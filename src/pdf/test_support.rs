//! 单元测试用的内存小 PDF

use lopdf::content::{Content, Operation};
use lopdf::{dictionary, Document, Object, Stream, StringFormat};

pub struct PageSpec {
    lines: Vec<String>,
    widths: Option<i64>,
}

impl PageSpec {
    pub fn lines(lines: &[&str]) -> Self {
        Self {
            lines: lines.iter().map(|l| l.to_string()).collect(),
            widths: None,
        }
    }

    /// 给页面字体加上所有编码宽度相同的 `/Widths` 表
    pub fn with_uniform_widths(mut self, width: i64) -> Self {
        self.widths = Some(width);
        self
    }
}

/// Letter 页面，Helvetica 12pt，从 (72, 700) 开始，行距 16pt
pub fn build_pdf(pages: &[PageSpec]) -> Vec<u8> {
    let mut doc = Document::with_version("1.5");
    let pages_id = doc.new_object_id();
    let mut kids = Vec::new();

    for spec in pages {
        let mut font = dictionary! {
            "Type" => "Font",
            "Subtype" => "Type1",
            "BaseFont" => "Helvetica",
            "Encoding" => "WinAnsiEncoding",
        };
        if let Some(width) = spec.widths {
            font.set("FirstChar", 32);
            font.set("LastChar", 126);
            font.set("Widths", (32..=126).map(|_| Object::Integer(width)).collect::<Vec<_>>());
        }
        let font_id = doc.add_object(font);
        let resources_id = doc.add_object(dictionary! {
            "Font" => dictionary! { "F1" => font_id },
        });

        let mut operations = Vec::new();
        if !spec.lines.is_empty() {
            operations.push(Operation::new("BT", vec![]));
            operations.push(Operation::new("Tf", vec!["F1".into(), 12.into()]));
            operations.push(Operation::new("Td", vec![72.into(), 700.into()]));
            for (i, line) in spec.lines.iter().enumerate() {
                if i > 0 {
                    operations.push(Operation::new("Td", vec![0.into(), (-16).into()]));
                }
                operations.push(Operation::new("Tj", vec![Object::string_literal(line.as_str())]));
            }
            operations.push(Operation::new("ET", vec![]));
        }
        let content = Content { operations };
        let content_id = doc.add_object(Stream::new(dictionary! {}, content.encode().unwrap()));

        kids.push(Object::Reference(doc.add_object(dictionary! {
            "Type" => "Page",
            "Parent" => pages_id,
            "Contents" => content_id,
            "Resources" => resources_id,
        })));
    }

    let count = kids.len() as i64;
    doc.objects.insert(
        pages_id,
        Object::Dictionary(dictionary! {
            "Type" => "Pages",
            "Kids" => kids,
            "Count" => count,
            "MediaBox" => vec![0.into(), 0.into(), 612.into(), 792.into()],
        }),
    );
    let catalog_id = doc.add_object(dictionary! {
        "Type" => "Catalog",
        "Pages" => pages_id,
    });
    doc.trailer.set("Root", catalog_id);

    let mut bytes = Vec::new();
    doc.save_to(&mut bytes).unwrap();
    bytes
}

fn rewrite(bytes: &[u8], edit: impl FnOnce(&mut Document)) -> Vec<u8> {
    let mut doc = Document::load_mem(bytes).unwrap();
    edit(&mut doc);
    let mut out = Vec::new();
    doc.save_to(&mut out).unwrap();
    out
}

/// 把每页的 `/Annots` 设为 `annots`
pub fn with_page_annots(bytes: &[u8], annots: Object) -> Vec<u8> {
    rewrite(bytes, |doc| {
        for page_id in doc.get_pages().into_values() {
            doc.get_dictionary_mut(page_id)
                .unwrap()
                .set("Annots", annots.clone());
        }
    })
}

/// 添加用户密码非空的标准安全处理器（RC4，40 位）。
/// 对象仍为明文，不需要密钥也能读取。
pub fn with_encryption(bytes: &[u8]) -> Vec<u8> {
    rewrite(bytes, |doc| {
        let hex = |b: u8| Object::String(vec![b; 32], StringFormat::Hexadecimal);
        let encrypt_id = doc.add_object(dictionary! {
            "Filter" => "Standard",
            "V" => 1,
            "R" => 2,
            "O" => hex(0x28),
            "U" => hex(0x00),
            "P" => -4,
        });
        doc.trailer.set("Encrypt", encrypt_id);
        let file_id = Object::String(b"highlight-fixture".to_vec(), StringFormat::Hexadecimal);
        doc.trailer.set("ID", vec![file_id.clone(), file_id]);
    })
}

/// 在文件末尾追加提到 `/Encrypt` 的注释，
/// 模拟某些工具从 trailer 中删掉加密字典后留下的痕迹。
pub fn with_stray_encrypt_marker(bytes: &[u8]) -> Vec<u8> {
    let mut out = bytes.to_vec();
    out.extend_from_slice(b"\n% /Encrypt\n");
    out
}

---

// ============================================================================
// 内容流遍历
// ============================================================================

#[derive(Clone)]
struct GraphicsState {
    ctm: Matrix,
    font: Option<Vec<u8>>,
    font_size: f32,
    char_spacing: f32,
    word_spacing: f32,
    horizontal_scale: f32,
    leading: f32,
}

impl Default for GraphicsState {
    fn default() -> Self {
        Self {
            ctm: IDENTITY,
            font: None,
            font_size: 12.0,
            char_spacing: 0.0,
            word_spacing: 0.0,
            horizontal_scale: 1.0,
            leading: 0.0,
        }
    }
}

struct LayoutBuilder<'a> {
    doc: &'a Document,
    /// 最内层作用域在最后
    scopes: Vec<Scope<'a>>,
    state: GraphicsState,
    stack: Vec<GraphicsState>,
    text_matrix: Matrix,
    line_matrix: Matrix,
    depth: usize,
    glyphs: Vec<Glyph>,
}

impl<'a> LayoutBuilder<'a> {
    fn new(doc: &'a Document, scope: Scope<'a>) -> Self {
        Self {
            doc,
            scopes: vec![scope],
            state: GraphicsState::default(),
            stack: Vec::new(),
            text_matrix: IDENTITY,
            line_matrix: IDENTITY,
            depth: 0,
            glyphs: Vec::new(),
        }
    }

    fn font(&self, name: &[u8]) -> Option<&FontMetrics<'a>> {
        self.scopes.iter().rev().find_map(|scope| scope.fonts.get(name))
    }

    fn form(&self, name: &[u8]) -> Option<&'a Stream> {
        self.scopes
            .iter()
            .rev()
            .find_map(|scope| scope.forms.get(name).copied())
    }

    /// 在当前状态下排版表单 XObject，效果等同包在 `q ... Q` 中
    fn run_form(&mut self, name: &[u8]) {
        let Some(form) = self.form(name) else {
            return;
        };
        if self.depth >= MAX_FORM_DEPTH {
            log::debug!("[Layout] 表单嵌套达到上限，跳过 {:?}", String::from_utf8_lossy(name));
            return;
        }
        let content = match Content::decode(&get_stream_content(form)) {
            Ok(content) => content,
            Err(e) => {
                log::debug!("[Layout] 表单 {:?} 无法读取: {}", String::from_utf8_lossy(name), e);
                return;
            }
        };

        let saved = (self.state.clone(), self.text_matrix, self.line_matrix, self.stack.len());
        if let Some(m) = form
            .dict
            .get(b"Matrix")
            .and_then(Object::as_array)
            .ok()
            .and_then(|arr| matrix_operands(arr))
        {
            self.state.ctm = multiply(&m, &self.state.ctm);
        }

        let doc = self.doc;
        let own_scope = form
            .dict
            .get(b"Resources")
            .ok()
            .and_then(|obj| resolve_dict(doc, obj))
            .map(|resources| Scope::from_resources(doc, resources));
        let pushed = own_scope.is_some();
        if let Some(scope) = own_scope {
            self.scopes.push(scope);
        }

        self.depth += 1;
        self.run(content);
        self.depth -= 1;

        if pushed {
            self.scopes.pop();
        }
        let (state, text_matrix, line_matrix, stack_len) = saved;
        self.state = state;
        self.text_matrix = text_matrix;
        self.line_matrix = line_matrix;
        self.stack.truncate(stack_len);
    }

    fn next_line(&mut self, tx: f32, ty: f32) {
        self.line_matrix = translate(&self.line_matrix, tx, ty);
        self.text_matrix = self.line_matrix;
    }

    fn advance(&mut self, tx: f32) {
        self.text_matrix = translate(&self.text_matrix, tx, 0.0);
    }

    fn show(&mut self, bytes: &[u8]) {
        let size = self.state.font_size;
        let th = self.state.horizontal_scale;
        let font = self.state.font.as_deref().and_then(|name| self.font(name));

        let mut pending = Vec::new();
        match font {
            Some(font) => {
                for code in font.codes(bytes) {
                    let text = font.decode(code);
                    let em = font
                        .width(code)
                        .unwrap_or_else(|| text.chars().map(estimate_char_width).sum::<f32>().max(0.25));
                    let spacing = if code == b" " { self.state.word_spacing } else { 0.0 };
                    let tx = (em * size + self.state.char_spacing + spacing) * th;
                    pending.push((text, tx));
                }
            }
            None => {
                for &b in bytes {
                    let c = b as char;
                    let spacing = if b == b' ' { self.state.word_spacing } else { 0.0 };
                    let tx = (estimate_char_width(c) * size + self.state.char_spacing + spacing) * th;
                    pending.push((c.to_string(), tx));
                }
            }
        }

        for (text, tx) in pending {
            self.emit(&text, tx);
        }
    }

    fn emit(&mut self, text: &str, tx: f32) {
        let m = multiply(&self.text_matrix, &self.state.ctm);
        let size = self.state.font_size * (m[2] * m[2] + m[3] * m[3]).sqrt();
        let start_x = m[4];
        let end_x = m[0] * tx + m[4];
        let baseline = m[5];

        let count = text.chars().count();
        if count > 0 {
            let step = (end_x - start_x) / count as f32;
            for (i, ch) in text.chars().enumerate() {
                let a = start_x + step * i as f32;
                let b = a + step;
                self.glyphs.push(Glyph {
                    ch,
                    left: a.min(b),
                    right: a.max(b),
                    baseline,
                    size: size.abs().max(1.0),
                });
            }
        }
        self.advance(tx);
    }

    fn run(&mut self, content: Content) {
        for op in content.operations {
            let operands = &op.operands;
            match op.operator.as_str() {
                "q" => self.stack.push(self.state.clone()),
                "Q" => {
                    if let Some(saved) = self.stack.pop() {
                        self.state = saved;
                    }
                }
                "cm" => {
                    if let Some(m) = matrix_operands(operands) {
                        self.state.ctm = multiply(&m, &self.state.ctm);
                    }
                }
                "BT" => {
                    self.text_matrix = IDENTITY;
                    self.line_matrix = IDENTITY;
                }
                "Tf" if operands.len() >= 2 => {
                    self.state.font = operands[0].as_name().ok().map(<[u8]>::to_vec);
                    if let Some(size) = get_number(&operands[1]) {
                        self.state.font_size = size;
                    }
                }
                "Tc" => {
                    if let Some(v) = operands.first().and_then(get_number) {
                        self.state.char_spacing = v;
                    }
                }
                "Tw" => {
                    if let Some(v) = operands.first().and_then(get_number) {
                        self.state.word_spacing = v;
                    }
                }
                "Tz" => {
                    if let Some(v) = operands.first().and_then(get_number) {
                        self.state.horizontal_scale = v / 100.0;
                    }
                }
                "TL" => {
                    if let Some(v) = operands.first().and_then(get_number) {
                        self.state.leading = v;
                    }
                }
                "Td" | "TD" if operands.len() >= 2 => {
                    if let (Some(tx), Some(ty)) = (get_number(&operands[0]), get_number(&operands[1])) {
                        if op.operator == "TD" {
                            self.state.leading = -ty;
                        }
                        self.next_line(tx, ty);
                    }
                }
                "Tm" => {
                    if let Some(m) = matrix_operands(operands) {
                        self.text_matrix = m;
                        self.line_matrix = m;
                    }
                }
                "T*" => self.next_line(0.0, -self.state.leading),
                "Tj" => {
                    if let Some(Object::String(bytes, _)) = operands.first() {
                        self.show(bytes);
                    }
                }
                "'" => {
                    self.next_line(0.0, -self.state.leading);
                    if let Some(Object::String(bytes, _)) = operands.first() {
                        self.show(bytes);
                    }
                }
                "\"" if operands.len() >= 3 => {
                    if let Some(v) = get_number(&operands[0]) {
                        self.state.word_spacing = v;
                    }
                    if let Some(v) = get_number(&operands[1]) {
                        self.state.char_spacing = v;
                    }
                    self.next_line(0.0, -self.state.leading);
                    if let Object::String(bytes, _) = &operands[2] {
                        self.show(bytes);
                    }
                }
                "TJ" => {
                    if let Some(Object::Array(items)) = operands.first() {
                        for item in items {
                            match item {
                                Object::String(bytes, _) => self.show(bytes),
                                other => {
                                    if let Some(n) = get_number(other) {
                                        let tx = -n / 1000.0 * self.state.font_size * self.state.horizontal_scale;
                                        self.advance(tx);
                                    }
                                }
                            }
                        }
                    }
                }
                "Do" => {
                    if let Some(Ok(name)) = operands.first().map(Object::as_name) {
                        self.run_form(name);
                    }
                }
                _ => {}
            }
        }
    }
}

TASK BRIEF – Could you copy out every line in the material above that contains the string "lines"?

SOLUTION TO THIS PROBLEM –
    lines: Vec<String>,
    pub fn lines(lines: &[&str]) -> Self {
            lines: lines.iter().map(|l| l.to_string()).collect(),
        if !spec.lines.is_empty() {
            for (i, line) in spec.lines.iter().enumerate() {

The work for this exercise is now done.